#### ASSIGNMENT
Instruction for the data below: set down exactly the lines from the line with "entry at all." to the line with "a fresh id.", inclusive, and no others.

GIVEN INFORMATION START

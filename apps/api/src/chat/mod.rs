//! Conversation service client.
//!
//! All chat traffic goes through `ConversationService`; the HTTP
//! implementation talks to the chatbot's `/chat` endpoint. Failures are turned
//! into `ChatError`s whose `Display` text is meant to be shown to the user.

use std::time::Duration;

use async_trait::async_trait;
use reqwest::Client;
use serde::{Deserialize, Serialize};
use serde_json::Value;
use thiserror::Error;
use tracing::{debug, warn};
use uuid::Uuid;

pub mod extract;

const ERROR_SNIPPET_LEN: usize = 100;

#[derive(Debug, Error)]
pub enum ChatError {
    #[error("The AI service is busy. Please wait a few seconds and try again.")]
    Busy,

    #[error("{0}")]
    Service(String),

    #[error("Server error ({status}): {snippet}")]
    Server { status: u16, snippet: String },

    #[error("Network error: {0}")]
    Http(#[from] reqwest::Error),
}

#[derive(Debug, Clone, Copy, PartialEq, Eq, Serialize, Deserialize)]
#[serde(rename_all = "kebab-case")]
pub enum ChatMode {
    CareerGrowth,
    JobMatch,
}

#[derive(Debug, Clone, Copy, PartialEq, Eq, Serialize, Deserialize)]
#[serde(rename_all = "lowercase")]
pub enum ChatRole {
    User,
    Assistant,
}

/// One turn of the conversation as the service sees it.
#[derive(Debug, Clone, PartialEq, Serialize, Deserialize)]
pub struct ChatTurn {
    pub role: ChatRole,
    pub content: String,
}

#[derive(Debug, Clone, Serialize)]
#[serde(rename_all = "camelCase")]
pub struct ChatRequest {
    pub message: String,
    pub mode: ChatMode,
    pub user_id: Uuid,
    pub conversation_history: Vec<ChatTurn>,
}

/// Raw reply. `suggestions` is kept untyped so a malformed entry degrades to
/// the text fallback instead of failing the whole reply.
#[derive(Debug, Clone, Default, Deserialize)]
pub struct ChatResponse {
    #[serde(default)]
    pub message: String,
    #[serde(default)]
    pub suggestions: Option<Value>,
}

#[derive(Debug, Deserialize)]
struct ServiceErrorBody {
    error: Option<String>,
}

#[async_trait]
pub trait ConversationService: Send + Sync {
    async fn send(&self, request: &ChatRequest) -> Result<ChatResponse, ChatError>;
}

#[derive(Clone)]
pub struct HttpConversationClient {
    client: Client,
    base_url: String,
}

impl HttpConversationClient {
    pub fn new(base_url: impl Into<String>, timeout: Duration) -> Result<Self, ChatError> {
        Ok(Self {
            client: Client::builder().timeout(timeout).build()?,
            base_url: base_url.into().trim_end_matches('/').to_string(),
        })
    }
}

#[async_trait]
impl ConversationService for HttpConversationClient {
    async fn send(&self, request: &ChatRequest) -> Result<ChatResponse, ChatError> {
        debug!(
            "Sending chat request: mode={:?} user={} message_len={}",
            request.mode,
            request.user_id,
            request.message.len()
        );

        let response = self
            .client
            .post(format!("{}/chat", self.base_url))
            .json(request)
            .send()
            .await?;

        let status = response.status();
        if !status.is_success() {
            let body = response.text().await.unwrap_or_default();
            warn!("Chat API returned {status}: {body}");
            return Err(classify_failure(status.as_u16(), &body));
        }

        let reply: ChatResponse = response.json().await?;
        debug!("Chat response received, length: {}", reply.message.len());
        Ok(reply)
    }
}

/// Maps a non-success status and body to the error shown to the user.
pub fn classify_failure(status: u16, body: &str) -> ChatError {
    if status == 429 {
        return ChatError::Busy;
    }
    match serde_json::from_str::<ServiceErrorBody>(body) {
        Ok(parsed) => ChatError::Service(
            parsed
                .error
                .unwrap_or_else(|| "Failed to get response from chatbot".to_string()),
        ),
        Err(_) => ChatError::Server {
            status,
            snippet: body.chars().take(ERROR_SNIPPET_LEN).collect(),
        },
    }
}
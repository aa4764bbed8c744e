use async_trait::async_trait;
use chrono::{DateTime, Utc};
use sqlx::types::Json;
use sqlx::{FromRow, PgPool};
use tracing::info;
use uuid::Uuid;

use crate::errors::AppError;
use crate::models::resume::ResumeDocument;
use crate::store::{ResumeStore, StoredResume};

#[derive(Debug, FromRow)]
struct ResumeRow {
    id: Uuid,
    user_id: Uuid,
    content: Json<ResumeDocument>,
    created_at: DateTime<Utc>,
    updated_at: DateTime<Utc>,
}

impl From<ResumeRow> for StoredResume {
    fn from(row: ResumeRow) -> Self {
        StoredResume {
            id: row.id,
            user_id: row.user_id,
            content: row.content.0,
            created_at: row.created_at,
            updated_at: row.updated_at,
        }
    }
}

/// Postgres-backed store. Content is kept as JSONB.
#[derive(Clone)]
pub struct PgResumeStore {
    pool: PgPool,
}

impl PgResumeStore {
    pub fn new(pool: PgPool) -> Self {
        Self { pool }
    }

    async fn insert(
        &self,
        table: &str,
        user_id: Uuid,
        content: &ResumeDocument,
    ) -> Result<StoredResume, AppError> {
        let row: ResumeRow = sqlx::query_as(&format!(
            "INSERT INTO {table} (id, user_id, content) VALUES ($1, $2, $3) RETURNING *"
        ))
        .bind(Uuid::new_v4())
        .bind(user_id)
        .bind(Json(content))
        .fetch_one(&self.pool)
        .await?;
        info!("Saved {table} row {} for user {user_id}", row.id);
        Ok(row.into())
    }
}

#[async_trait]
impl ResumeStore for PgResumeStore {
    async fn save_resume(
        &self,
        user_id: Uuid,
        content: &ResumeDocument,
    ) -> Result<StoredResume, AppError> {
        self.insert("resumes", user_id, content).await
    }

    async fn latest_resume(&self, user_id: Uuid) -> Result<Option<StoredResume>, AppError> {
        let row: Option<ResumeRow> = sqlx::query_as(
            "SELECT * FROM resumes WHERE user_id = $1 ORDER BY created_at DESC LIMIT 1",
        )
        .bind(user_id)
        .fetch_optional(&self.pool)
        .await?;
        Ok(row.map(Into::into))
    }

    async fn save_curated(
        &self,
        user_id: Uuid,
        content: &ResumeDocument,
    ) -> Result<StoredResume, AppError> {
        self.insert("curated_resumes", user_id, content).await
    }

    async fn curated_resume(&self, user_id: Uuid) -> Result<Option<StoredResume>, AppError> {
        let row: Option<ResumeRow> = sqlx::query_as(
            "SELECT * FROM curated_resumes WHERE user_id = $1 ORDER BY updated_at DESC LIMIT 1",
        )
        .bind(user_id)
        .fetch_optional(&self.pool)
        .await?;
        Ok(row.map(Into::into))
    }

    async fn update_curated(
        &self,
        id: Uuid,
        content: &ResumeDocument,
    ) -> Result<StoredResume, AppError> {
        let row: Option<ResumeRow> = sqlx::query_as(
            "UPDATE curated_resumes SET content = $1, updated_at = now() WHERE id = $2 RETURNING *",
        )
        .bind(Json(content))
        .bind(id)
        .fetch_optional(&self.pool)
        .await?;
        row.map(Into::into)
            .ok_or_else(|| AppError::NotFound(format!("Curated resume {id} not found")))
    }
}
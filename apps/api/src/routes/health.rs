use axum::{extract::State, Json};
use serde_json::{json, Value};

use crate::state::AppState;

/// GET /health
/// Returns a simple status object with service version and open session count.
pub async fn health_handler(State(state): State<AppState>) -> Json<Value> {
    Json(json!({
        "status": "ok",
        "version": env!("CARGO_PKG_VERSION"),
        "service": "curator",
        "sessions": state.sessions.len().await
    }))
}
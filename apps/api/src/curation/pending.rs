use std::collections::BTreeMap;

use serde::Serialize;

use crate::models::suggestion::{Suggestion, SuggestionId};

#[derive(Debug, Clone, PartialEq, Serialize)]
#[serde(rename_all = "camelCase")]
pub struct PendingSuggestion {
    pub id: SuggestionId,
    pub suggestion: Suggestion,
}

/// Suggestions awaiting accept/reject, grouped by the index of the chat
/// message that produced them. A message with nothing left pending has no
/// entry at all.
#[derive(Debug, Clone, Default)]
pub struct PendingSuggestions {
    by_message: BTreeMap<usize, Vec<PendingSuggestion>>,
}

impl PendingSuggestions {
    /// Registers suggestions for a message, assigning each a fresh id.
    /// Returns what was registered (nothing, for an empty batch).
    pub fn propose(
        &mut self,
        message_index: usize,
        suggestions: Vec<Suggestion>,
    ) -> Vec<PendingSuggestion> {
        if suggestions.is_empty() {
            return Vec::new();
        }
        let batch: Vec<PendingSuggestion> = suggestions
            .into_iter()
            .map(|suggestion| PendingSuggestion {
                id: SuggestionId::new(),
                suggestion,
            })
            .collect();
        self.by_message
            .entry(message_index)
            .or_default()
            .extend(batch.iter().cloned());
        batch
    }

    /// Removes a suggestion from the pending set, dropping its message entry
    /// if that empties it.
    pub fn take(&mut self, id: SuggestionId) -> Option<(usize, Suggestion)> {
        let (message_index, position) = self.by_message.iter().find_map(|(index, list)| {
            list.iter()
                .position(|p| p.id == id)
                .map(|position| (*index, position))
        })?;

        let list = self.by_message.get_mut(&message_index)?;
        let removed = list.remove(position);
        if list.is_empty() {
            self.by_message.remove(&message_index);
        }
        Some((message_index, removed.suggestion))
    }

    /// Empties the pending set, yielding suggestions in message order.
    pub fn drain(&mut self) -> Vec<PendingSuggestion> {
        std::mem::take(&mut self.by_message)
            .into_values()
            .flatten()
            .collect()
    }

    #[cfg(test)]
    pub fn for_message(&self, message_index: usize) -> Option<&[PendingSuggestion]> {
        self.by_message.get(&message_index).map(Vec::as_slice)
    }

    #[cfg(test)]
    pub fn contains(&self, id: SuggestionId) -> bool {
        self.by_message.values().flatten().any(|p| p.id == id)
    }

    #[cfg(test)]
    pub fn len(&self) -> usize {
        self.by_message.values().map(Vec::len).sum()
    }

    #[cfg(test)]
    pub fn is_empty(&self) -> bool {
        self.by_message.is_empty()
    }

    pub fn clear(&mut self) {
        self.by_message.clear();
    }

    pub fn grouped(&self) -> &BTreeMap<usize, Vec<PendingSuggestion>> {
        &self.by_message
    }
}

#[cfg(test)]
mod tests {
    use super::*;
    use crate::models::suggestion::{SuggestionAction, SuggestionKind};

    fn skill(name: &str) -> Suggestion {
        Suggestion::new(SuggestionKind::Skill, SuggestionAction::Add, name, name)
    }

    #[test]
    fn test_propose_assigns_unique_ids() {
        let mut pending = PendingSuggestions::default();
        // structurally identical suggestions stay distinct
        let batch = pending.propose(1, vec![skill("Docker"), skill("Docker")]);
        assert_eq!(batch.len(), 2);
        assert_ne!(batch[0].id, batch[1].id);
        assert_eq!(pending.len(), 2);
    }

    #[test]
    fn test_empty_batch_creates_no_entry() {
        let mut pending = PendingSuggestions::default();
        assert!(pending.propose(3, vec![]).is_empty());
        assert!(pending.is_empty());
        assert!(pending.for_message(3).is_none());
    }

    #[test]
    fn test_take_removes_emptied_message_entry() {
        let mut pending = PendingSuggestions::default();
        let first = pending.propose(1, vec![skill("Docker")]);
        let second = pending.propose(3, vec![skill("Kotlin"), skill("Go")]);

        let (index, s) = pending.take(first[0].id).unwrap();
        assert_eq!(index, 1);
        assert_eq!(s.new_text, "Docker");
        assert!(pending.for_message(1).is_none());
        assert_eq!(pending.for_message(3).unwrap().len(), 2);

        pending.take(second[1].id).unwrap();
        assert_eq!(pending.for_message(3).unwrap().len(), 1);
        assert_eq!(pending.for_message(3).unwrap()[0].id, second[0].id);

        pending.take(second[0].id).unwrap();
        assert!(pending.is_empty());
        assert!(pending.grouped().is_empty());
    }

    #[test]
    fn test_take_unknown_id() {
        let mut pending = PendingSuggestions::default();
        pending.propose(1, vec![skill("Docker")]);
        assert!(pending.take(SuggestionId::new()).is_none());
        assert_eq!(pending.len(), 1);
    }

    #[test]
    fn test_take_twice_fails_second_time() {
        let mut pending = PendingSuggestions::default();
        let batch = pending.propose(1, vec![skill("Docker")]);
        assert!(pending.take(batch[0].id).is_some());
        assert!(pending.take(batch[0].id).is_none());
    }

    #[test]
    fn test_drain_is_in_message_order() {
        let mut pending = PendingSuggestions::default();
        pending.propose(5, vec![skill("C")]);
        pending.propose(1, vec![skill("A"), skill("B")]);

        let drained: Vec<_> = pending
            .drain()
            .into_iter()
            .map(|p| p.suggestion.new_text)
            .collect();
        assert_eq!(drained, vec!["A", "B", "C"]);
        assert!(pending.is_empty());
    }

    #[test]
    fn test_contains() {
        let mut pending = PendingSuggestions::default();
        let batch = pending.propose(1, vec![skill("Docker")]);
        assert!(pending.contains(batch[0].id));
        pending.clear();
        assert!(!pending.contains(batch[0].id));
    }
}
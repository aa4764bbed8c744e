use std::sync::Arc;

use crate::chat::ConversationService;
use crate::config::Config;
use crate::curation::registry::SessionRegistry;
use crate::parser_client::DocumentParser;
use crate::store::ResumeStore;

/// Shared application state injected into all route handlers via Axum extractors.
#[derive(Clone)]
pub struct AppState {
    pub sessions: SessionRegistry,
    /// Postgres or in-memory, chosen at startup from `DATABASE_URL`.
    pub store: Arc<dyn ResumeStore>,
    pub chat: Arc<dyn ConversationService>,
    pub parser: Arc<dyn DocumentParser>,
    pub config: Config,
}
#[derive(Debug, Clone, Serialize)]
#[serde(rename_all = "camelCase")]
pub struct PendingGroup {
    pub message_index: usize,
    pub suggestions: Vec<PendingSuggestion>,
}

/// One user's working state: canonical résumé, curated copy, conversation,
/// and pending suggestions.
///
/// Suggestions only ever touch the curated copy, which is cloned from the
/// canonical résumé on the first accepted suggestion.
#[derive(Debug)]
pub struct CurationSession {
    id: Uuid,
    user_id: Uuid,
    mode: Option<ChatMode>,
    resume: ResumeDocument,
    curated: Option<ResumeDocument>,
    transcript: Vec<ChatTurn>,
    pending: PendingSuggestions,
    /// Bumped on every conversation reset so late chat replies can be dropped.
    epoch: u64,
    updated_at: DateTime<Utc>,
    events: Vec<SessionEvent>,
}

GIVEN INFORMATION END

#### FINAL ANSWER
/// entry at all.
#[derive(Debug, Clone, Default)]
pub struct PendingSuggestions {
    by_message: BTreeMap<usize, Vec<PendingSuggestion>>,
}

impl PendingSuggestions {
    /// Registers suggestions for a message, assigning each a fresh id.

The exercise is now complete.